Return a copy of every line in the data below that contains "LocalStore".

[DATA EXTRACT Boundary: Start]

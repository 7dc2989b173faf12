use std::sync::Arc;

use boost_core::model::{AuthToken, Session, SessionSnapshot, UserRecord};
use storage::LocalStore;
use tokio::sync::watch;

/// Durable key holding the bearer token.
pub const TOKEN_KEY: &str = "confianceboost_token";
/// Durable key holding the JSON-encoded `UserRecord`.
pub const USER_KEY: &str = "confianceboost_user";

/// Single source of truth for "is a user currently authenticated".
///
/// Durable storage is only a cache of `{token, user}`: it is written by
/// `login`/`logout`/`update_user` and read back once by `restore`. Storage
/// failures never propagate; the worst case is a logged-out session.
pub struct SessionStore {
    store: Arc<dyn LocalStore>,
    state: watch::Sender<SessionSnapshot>,
}

impl SessionStore {
    #[must_use]
    pub fn new(store: Arc<dyn LocalStore>) -> Self {
        let (state, _rx) = watch::channel(SessionSnapshot::restoring());
        Self { store, state }
    }

    /// Load the cached session from durable storage.
    ///
    /// Missing, partial or unparsable entries yield an anonymous session and
    /// wipe both keys. The token is not checked against the backend here.
    pub async fn restore(&self) -> Session {
        let session = match self.read_persisted().await {
            Some(session) => {
                tracing::info!("session restored from local storage");
                session
            }
            None => {
                self.clear_persisted().await;
                Session::Anonymous
            }
        };
        self.state.send_replace(SessionSnapshot::ready(session.clone()));
        session
    }

    /// Store a freshly issued session, replacing any previous one.
    pub async fn login(&self, user: UserRecord, token: AuthToken) {
        self.persist(&user, &token).await;
        tracing::info!(user_id = %user.id, "session started");
        self.state
            .send_replace(SessionSnapshot::ready(Session::authenticated(user, token)));
    }

    /// Drop the session from memory and durable storage.
    pub async fn logout(&self) {
        self.clear_persisted().await;
        tracing::info!("session cleared");
        self.state
            .send_replace(SessionSnapshot::ready(Session::Anonymous));
    }

    /// Replace the cached user while keeping the token. No-op when anonymous.
    pub async fn update_user(&self, user: UserRecord) {
        let Some(token) = self.token() else {
            tracing::debug!("ignoring user update without a session");
            return;
        };
        self.persist(&user, &token).await;
        self.state
            .send_replace(SessionSnapshot::ready(Session::authenticated(user, token)));
    }

    #[must_use]
    pub fn is_authenticated(&self) -> bool {
        self.state.borrow().is_authenticated()
    }

    #[must_use]
    pub fn snapshot(&self) -> SessionSnapshot {
        self.state.borrow().clone()
    }

    #[must_use]
    pub fn subscribe(&self) -> watch::Receiver<SessionSnapshot> {
        self.state.subscribe()
    }

    #[must_use]
    pub fn token(&self) -> Option<AuthToken> {
        self.state.borrow().session.token().cloned()
    }

    #[must_use]
    pub fn user(&self) -> Option<UserRecord> {
        self.state.borrow().session.user().cloned()
    }

    async fn read_persisted(&self) -> Option<Session> {
        let token = match self.store.get(TOKEN_KEY).await {
            Ok(value) => value,
            Err(err) => {
                tracing::warn!(error = %err, "could not read session token");
                return None;
            }
        };
        let user = match self.store.get(USER_KEY).await {
            Ok(value) => value,
            Err(err) => {
                tracing::warn!(error = %err, "could not read cached user");
                return None;
            }
        };

        let (token, user) = match (token, user) {
            (Some(token), Some(user)) => (token, user),
            (None, None) => return None,
            _ => {
                tracing::warn!("partial session in local storage");
                return None;
            }
        };

        let Some(token) = AuthToken::parse(token) else {
            tracing::warn!("blank session token in local storage");
            return None;
        };
        match serde_json::from_str::<UserRecord>(&user) {
            Ok(user) => Some(Session::authenticated(user, token)),
            Err(err) => {
                tracing::warn!(error = %err, "corrupt cached user in local storage");
                None
            }
        }
    }

    async fn persist(&self, user: &UserRecord, token: &AuthToken) {
        let user_json = match serde_json::to_string(user) {
            Ok(json) => json,
            Err(err) => {
                tracing::warn!(error = %err, "could not encode user for local storage");
                return;
            }
        };
        if let Err(err) = self
            .store
            .set_entries(&[(TOKEN_KEY, token.as_str()), (USER_KEY, user_json.as_str())])
            .await
        {
            tracing::warn!(error = %err, "could not persist session");
        }
    }

    async fn clear_persisted(&self) {
        if let Err(err) = self.store.remove_entries(&[TOKEN_KEY, USER_KEY]).await {
            tracing::warn!(error = %err, "could not clear persisted session");
        }
    }
}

[DATA EXTRACT Boundary: End]

* _THE COMPLETED TASK_
use storage::LocalStore;
    store: Arc<dyn LocalStore>,
    pub fn new(store: Arc<dyn LocalStore>) -> Self {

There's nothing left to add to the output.